Pois sabemos o que Paulo diz: “Todos aqueles que estão debaixo das obras da lei estão debaixo da maldição” (Gl 3:10). Por onde o julgamento da lei em si mesmo é condenação à morte eterna; mas ele quer dizer, através da palavra liberdade, que estamos livres do rigor da lei. 

Este sentido não é completamente inadequado, ainda que, se alguém examinar mais precisamente o que vem logo em seguida, verá que Tiago queria dizer outra coisa; o sentido é como se ele tivesse dito: “A não ser que desejais sofrer o rigor da lei, deveis ser menos rígidos para com o vosso próximo; pois a lei da liberdade é idêntica à misericórdia de Deus, que nos livra da maldição da lei”. 

E, assim, este verso deve ser lido com o que segue, onde ele fala do dever de suportar as fraquezas. 

E, sem dúvida, toda a passagem soa melhor assim: “Como nenhum de nós pode permanecer de pé diante de Deus, a não ser que sejamos salvos e livres do rigor estrito da lei, assim devemos agir, para que, por demasiada severidade, não excluamos a indulgência ou misericórdia de Deus, da qual todos nós precisamos até o fim”. 

13. Porque o juízo será.

Esta é uma aplicação do último verso ao tema em questão, que confirma totalmente a segunda explicação que citei; pois ele mostra que, como permanecemos de pé somente pela misericórdia de Deus, devemos demonstrar isto àqueles que o próprio Senhor nos recomenda. 

De fato, é uma recomendação singular de bondade e benevolência, que Deus prometa ser misericordioso para conosco, se assim formos para com nossos irmãos; não que nossa misericórdia, por maior que possa ser, demonstrada aos homens, mereça a misericórdia de Deus; e sim que Deus deseja que aqueles que ele adotou, assim como ele é para com eles um Pai bondoso e indulgente, tragam e demonstrem a sua imagem na terra, de acordo com as palavras de Cristo: “Sede vós misericordiosos, assim como vosso Pai que está nos céus é misericordioso” (Mt 5:7).

Por outro lado, devemos notar que ele não poderia denunciar nada mais severo ou mais terrível sobre eles do que o juízo de Deus.
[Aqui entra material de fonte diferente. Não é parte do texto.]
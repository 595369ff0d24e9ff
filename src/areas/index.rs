//! Staging index
//!
//! The index lists the `(path, content-hash)` pairs captured by the next
//! commit. It is append-only between commits: staging a changed file adds a
//! second line for the same path, and readers treat the last line for a path
//! as authoritative. A successful commit clears it.
//!
//! ## Data Structures
//!
//! - `lines`: the distinct index lines in file order, duplicates by path allowed

use crate::artifacts::core::atomic_file;
use crate::artifacts::index::index_entry::IndexEntry;
use crate::errors::Result;
use std::collections::HashMap;
use std::path::{Path, PathBuf};
use tracing::{debug, info, warn};

/// Staging index
#[derive(Debug, Clone)]
pub struct Index {
    /// Path to the index file (typically `.twig/index`)
    path: Box<Path>,
    /// Distinct index lines in the order they were appended
    lines: Vec<IndexEntry>,
    /// Flag indicating if the index has been modified since loading
    changed: bool,
}

impl Index {
    pub fn new(path: Box<Path>) -> Self {
        Index {
            path,
            lines: Vec::new(),
            changed: false,
        }
    }

    pub fn path(&self) -> &Path {
        &self.path
    }

    pub fn is_changed(&self) -> bool {
        self.changed
    }

    /// Load the index from disk
    ///
    /// A missing or empty file yields an empty index. Lines that cannot be
    /// parsed are skipped with a warning; exact duplicate lines collapse into
    /// their last occurrence.
    pub fn rehydrate(&mut self) -> Result<()> {
        self.lines.clear();
        self.changed = false;

        let Some(content) = atomic_file::read_locked(self.path())? else {
            return Ok(());
        };
        let content = String::from_utf8_lossy(&content);

        for (line_number, line) in content.lines().enumerate() {
            if line.trim().is_empty() {
                continue;
            }

            match IndexEntry::parse_line(line) {
                Ok(entry) => {
                    self.lines.retain(|existing| existing != &entry);
                    self.lines.push(entry);
                }
                Err(e) => warn!(
                    index = %self.path.display(),
                    line = line_number + 1,
                    error = %e,
                    "skipping malformed index entry"
                ),
            }
        }

        debug!(lines = self.lines.len(), "loaded index");

        Ok(())
    }

    /// The effective entry for a path (its last line)
    pub fn entry_by_path(&self, path: &Path) -> Option<&IndexEntry> {
        self.lines.iter().rev().find(|entry| entry.name == path)
    }

    /// Append an entry unless it is already the effective entry for its path
    ///
    /// # Returns
    ///
    /// true when the entry was appended, false when it was already staged
    pub fn add(&mut self, entry: IndexEntry) -> bool {
        if self.entry_by_path(&entry.name) == Some(&entry) {
            return false;
        }

        // index lines stay distinct
        self.lines.retain(|existing| existing != &entry);
        self.lines.push(entry);
        self.changed = true;

        true
    }

    /// Entries with the last-entry-wins rule applied
    ///
    /// Each path appears once, carrying the hash of its last line, ordered by
    /// when that line was staged.
    pub fn entries(&self) -> Vec<IndexEntry> {
        let last_positions = self
            .lines
            .iter()
            .enumerate()
            .map(|(position, entry)| (&entry.name, position))
            .collect::<HashMap<&PathBuf, usize>>();

        self.lines
            .iter()
            .enumerate()
            .filter(|(position, entry)| last_positions.get(&entry.name) == Some(position))
            .map(|(_, entry)| entry.clone())
            .collect()
    }

    /// Raw index lines, including superseded ones
    pub fn lines(&self) -> &[IndexEntry] {
        &self.lines
    }

    pub fn is_empty(&self) -> bool {
        self.lines.is_empty()
    }

    /// Drop every entry
    pub fn clear(&mut self) {
        if !self.lines.is_empty() {
            self.lines.clear();
            self.changed = true;
        }
    }

    /// Persist the index atomically
    pub fn write_updates(&mut self) -> Result<()> {
        let content = self
            .lines
            .iter()
            .map(|entry| format!("{}\n", entry.to_line()))
            .collect::<String>();

        atomic_file::write_atomically(self.path(), content.as_bytes())?;
        self.changed = false;

        info!(lines = self.lines.len(), "wrote index");

        Ok(())
    }
}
Por onde segue-se que são todos miseráveis e perdidos aqueles que não fogem para o asilo do perdão.

E a misericórdia triunfa.

Como se tivesse dito: “Somente a misericórdia de Deus é o que nos livra do terror e tremor do juízo”, ele toma regozijar-se ou gloriar-se no sentido de ser vitorioso ou triunfante – pois o juízo de condenação está suspenso sobre todo o mundo, e nada além da misericórdia pode trazer alívio. 

Dura e forçada é a explicação daqueles que consideram a misericórdia expressa aqui no sentido da pessoa, pois não se pode dizer propriamente que os homens se regozijam ou se gloriam contra o juízo de Deus; mas a própria misericórdia de certo modo triunfa, e reina sozinha, quando a severidade do juízo diminui; ainda que eu não negue que por esta causa surja a confiança em regozijar-se – ou seja, quando os fiéis sabem que a ira de Deus de certo modo se sujeita à misericórdia, de modo que, sendo livrados pela última, não são sobrepujados pela primeira.
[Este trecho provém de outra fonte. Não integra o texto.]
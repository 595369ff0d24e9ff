//! Data structures and algorithms
//!
//! - `branch`: branch name validation
//! - `core`: atomic file writes and locked reads
//! - `diff`: branch comparison by commit identity
//! - `ignore`: ignore-file glob rules
//! - `index`: index entry format
//! - `log`: commit history traversal
//! - `merge`: common ancestors and merge planning
//! - `objects`: object ids and commit records

pub mod branch;
pub mod core;
pub mod diff;
pub mod ignore;
pub mod index;
pub mod log;
pub mod merge;
pub mod objects;
//! Repository configuration
//!
//! Stored as pretty-printed JSON in `.twig/config`. A missing file loads as
//! the defaults so repositories created without one keep working.

use crate::artifacts::branch::DEFAULT_BRANCH;
use crate::artifacts::core::atomic_file;
use crate::artifacts::ignore::DEFAULT_IGNORE_FILE;
use serde::{Deserialize, Serialize};
use std::path::Path;

pub const CONFIG_FILE: &str = "config";
const REPOSITORY_KIND: &str = "twig";
const FORMAT_VERSION: &str = "1.0";

#[derive(Debug, Clone, PartialEq, Eq, Serialize, Deserialize)]
#[serde(default)]
pub struct Config {
    pub repository: String,
    pub version: String,
    pub default_branch: String,
    pub ignore_file: String,
    /// Fallback author identity, `Name <email>`
    pub author: Option<String>,
}

impl Default for Config {
    fn default() -> Self {
        Config {
            repository: REPOSITORY_KIND.to_string(),
            version: FORMAT_VERSION.to_string(),
            default_branch: DEFAULT_BRANCH.to_string(),
            ignore_file: DEFAULT_IGNORE_FILE.to_string(),
            author: None,
        }
    }
}

impl Config {
    pub fn load(path: &Path) -> crate::errors::Result<Self> {
        match atomic_file::read_locked(path)? {
            Some(content) => Ok(serde_json::from_slice(&content)?),
            None => Ok(Config::default()),
        }
    }

    pub fn store(&self, path: &Path) -> crate::errors::Result<()> {
        let mut content = serde_json::to_vec_pretty(self)?;
        content.push(b'\n');

        atomic_file::write_atomically(path, &content)
    }
}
14. Meus irmãos, que aproveita se alguém disser que tem fé, e não tiver as obras? Porventura a fé pode salvá-lo?  
15. E, se o irmão ou a irmã estiverem nus, e tiverem falta de mantimento quotidiano, 
16. E algum de vós lhes disser: Ide em paz, aquentai-vos, e fartai-vos; e não lhes derdes as coisas necessárias para o corpo, que proveito virá daí? 
17. Assim também a fé, se não tiver as obras, é morta em si mesma.
18. Mas dirá alguém: Tu tens a fé, e eu tenho as obras; mostra-me a tua fé sem as tuas obras, e eu te mostrarei a minha fé pelas minhas obras. 
19. Tu crês que há um só Deus; fazes bem. Também os demônios o crêem, e estremecem

14. Que aproveita.

Ele passa a recomendar a misericórdia. E, como havia ameaçado que Deus seria um Juíz severo para conosco, e ao mesmo tempo mui terrível, a não ser que sejamos benignos e misericordiosos para com o nosso próximo; e como, por outro lado, os hipócritas objetavam e diziam que a fé, na qual consiste a salvação dos homens, é suficiente para nós; ele condena agora esta vã jactância. 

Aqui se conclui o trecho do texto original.